╭─ PROVIDED MATERIAL
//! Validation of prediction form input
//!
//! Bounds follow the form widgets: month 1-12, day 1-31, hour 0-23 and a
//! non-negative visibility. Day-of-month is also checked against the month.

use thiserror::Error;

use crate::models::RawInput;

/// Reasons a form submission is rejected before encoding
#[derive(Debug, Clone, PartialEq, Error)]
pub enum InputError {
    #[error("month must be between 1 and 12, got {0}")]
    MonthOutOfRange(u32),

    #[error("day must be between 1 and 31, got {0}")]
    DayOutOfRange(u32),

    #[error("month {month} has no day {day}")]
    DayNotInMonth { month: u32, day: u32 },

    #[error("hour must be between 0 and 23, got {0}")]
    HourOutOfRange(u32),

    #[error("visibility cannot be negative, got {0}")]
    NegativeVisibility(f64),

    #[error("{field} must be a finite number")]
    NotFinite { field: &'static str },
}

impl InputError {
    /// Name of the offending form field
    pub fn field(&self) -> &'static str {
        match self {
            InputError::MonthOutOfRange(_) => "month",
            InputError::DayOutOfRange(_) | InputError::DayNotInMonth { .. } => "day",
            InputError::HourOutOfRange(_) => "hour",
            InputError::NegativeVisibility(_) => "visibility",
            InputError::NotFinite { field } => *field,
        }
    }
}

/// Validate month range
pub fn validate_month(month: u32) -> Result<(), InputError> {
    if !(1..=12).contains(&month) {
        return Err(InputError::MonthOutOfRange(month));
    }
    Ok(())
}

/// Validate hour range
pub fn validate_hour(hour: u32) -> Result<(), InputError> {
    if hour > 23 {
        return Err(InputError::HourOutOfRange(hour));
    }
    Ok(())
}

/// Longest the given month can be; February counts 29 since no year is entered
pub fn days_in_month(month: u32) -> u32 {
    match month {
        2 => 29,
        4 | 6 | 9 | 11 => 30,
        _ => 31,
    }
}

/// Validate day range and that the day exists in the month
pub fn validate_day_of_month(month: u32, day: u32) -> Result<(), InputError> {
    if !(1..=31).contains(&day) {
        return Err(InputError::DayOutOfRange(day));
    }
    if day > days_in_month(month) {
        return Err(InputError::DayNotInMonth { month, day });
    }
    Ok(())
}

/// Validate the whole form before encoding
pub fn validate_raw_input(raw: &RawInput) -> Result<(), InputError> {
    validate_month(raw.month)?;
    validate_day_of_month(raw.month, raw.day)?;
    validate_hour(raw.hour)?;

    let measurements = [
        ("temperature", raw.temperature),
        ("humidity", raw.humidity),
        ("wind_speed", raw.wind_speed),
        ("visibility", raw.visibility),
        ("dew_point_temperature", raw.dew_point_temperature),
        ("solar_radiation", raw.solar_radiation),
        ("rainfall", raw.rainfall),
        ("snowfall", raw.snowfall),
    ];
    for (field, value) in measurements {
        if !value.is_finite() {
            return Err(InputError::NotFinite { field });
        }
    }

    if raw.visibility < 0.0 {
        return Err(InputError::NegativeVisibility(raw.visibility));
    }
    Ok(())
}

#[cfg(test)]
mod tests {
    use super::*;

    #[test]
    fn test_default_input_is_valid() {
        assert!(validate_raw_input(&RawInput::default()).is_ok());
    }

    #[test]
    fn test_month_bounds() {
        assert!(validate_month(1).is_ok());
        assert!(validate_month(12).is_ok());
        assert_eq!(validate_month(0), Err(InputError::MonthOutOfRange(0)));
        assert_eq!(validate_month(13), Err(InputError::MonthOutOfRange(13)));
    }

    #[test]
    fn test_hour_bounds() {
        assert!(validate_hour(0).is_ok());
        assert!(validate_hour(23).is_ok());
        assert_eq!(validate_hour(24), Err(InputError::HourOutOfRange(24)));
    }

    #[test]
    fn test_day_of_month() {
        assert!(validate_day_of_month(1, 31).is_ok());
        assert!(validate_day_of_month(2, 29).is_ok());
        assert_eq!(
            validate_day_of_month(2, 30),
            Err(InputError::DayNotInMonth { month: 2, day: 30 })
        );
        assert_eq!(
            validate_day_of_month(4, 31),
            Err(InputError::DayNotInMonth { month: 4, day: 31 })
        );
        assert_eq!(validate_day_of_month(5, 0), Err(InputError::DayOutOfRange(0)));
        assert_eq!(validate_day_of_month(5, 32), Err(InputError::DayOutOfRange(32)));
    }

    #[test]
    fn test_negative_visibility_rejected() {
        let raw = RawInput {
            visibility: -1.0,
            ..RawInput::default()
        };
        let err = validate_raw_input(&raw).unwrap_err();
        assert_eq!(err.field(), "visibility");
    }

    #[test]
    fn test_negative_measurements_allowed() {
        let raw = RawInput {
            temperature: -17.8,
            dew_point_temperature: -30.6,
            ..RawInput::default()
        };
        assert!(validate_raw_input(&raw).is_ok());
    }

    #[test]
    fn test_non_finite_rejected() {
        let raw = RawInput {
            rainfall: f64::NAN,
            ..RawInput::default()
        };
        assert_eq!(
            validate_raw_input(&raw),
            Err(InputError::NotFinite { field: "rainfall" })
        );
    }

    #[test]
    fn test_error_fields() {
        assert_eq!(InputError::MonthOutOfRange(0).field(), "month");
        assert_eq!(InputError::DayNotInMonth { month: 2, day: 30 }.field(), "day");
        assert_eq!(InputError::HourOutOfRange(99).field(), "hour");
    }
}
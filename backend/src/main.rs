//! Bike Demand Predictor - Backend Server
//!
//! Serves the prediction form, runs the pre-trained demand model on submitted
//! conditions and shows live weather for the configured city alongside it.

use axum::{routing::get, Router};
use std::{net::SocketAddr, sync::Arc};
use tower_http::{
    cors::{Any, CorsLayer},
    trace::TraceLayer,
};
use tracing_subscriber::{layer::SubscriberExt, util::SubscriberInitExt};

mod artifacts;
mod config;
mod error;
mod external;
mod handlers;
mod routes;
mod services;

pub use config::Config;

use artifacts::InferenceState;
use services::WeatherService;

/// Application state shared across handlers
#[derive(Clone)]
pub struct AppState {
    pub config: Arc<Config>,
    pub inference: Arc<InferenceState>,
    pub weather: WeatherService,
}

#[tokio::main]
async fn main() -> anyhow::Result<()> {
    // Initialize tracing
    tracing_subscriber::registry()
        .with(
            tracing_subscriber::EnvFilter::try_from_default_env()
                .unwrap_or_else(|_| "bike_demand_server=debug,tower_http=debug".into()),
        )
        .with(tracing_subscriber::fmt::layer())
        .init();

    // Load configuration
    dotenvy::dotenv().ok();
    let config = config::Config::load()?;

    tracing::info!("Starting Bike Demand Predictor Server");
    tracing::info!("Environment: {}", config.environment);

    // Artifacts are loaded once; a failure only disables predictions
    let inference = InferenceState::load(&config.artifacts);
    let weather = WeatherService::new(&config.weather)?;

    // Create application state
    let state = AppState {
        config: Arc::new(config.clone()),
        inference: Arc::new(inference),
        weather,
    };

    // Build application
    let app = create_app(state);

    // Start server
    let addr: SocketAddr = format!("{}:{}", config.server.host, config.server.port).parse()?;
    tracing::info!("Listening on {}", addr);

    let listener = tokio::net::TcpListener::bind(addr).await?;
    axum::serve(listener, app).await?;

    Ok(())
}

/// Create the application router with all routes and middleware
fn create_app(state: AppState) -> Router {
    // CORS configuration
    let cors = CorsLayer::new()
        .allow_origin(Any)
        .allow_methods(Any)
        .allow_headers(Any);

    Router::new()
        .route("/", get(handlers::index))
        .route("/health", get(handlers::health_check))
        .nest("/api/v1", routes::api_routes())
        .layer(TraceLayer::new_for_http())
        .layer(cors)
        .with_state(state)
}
╰─
» EXERCISE:
Verbatim output is expected for the lines from the start of the data to the line in which "Validate hour range" appears, both included.

» RESPONSE TO THE EXERCISE:
//! Validation of prediction form input
//!
//! Bounds follow the form widgets: month 1-12, day 1-31, hour 0-23 and a
//! non-negative visibility. Day-of-month is also checked against the month.

use thiserror::Error;

use crate::models::RawInput;

/// Reasons a form submission is rejected before encoding
#[derive(Debug, Clone, PartialEq, Error)]
pub enum InputError {
    #[error("month must be between 1 and 12, got {0}")]
    MonthOutOfRange(u32),

    #[error("day must be between 1 and 31, got {0}")]
    DayOutOfRange(u32),

    #[error("month {month} has no day {day}")]
    DayNotInMonth { month: u32, day: u32 },

    #[error("hour must be between 0 and 23, got {0}")]
    HourOutOfRange(u32),

    #[error("visibility cannot be negative, got {0}")]
    NegativeVisibility(f64),

    #[error("{field} must be a finite number")]
    NotFinite { field: &'static str },
}

impl InputError {
    /// Name of the offending form field
    pub fn field(&self) -> &'static str {
        match self {
            InputError::MonthOutOfRange(_) => "month",
            InputError::DayOutOfRange(_) | InputError::DayNotInMonth { .. } => "day",
            InputError::HourOutOfRange(_) => "hour",
            InputError::NegativeVisibility(_) => "visibility",
            InputError::NotFinite { field } => *field,
        }
    }
}

/// Validate month range
pub fn validate_month(month: u32) -> Result<(), InputError> {
    if !(1..=12).contains(&month) {
        return Err(InputError::MonthOutOfRange(month));
    }
    Ok(())
}

/// Validate hour range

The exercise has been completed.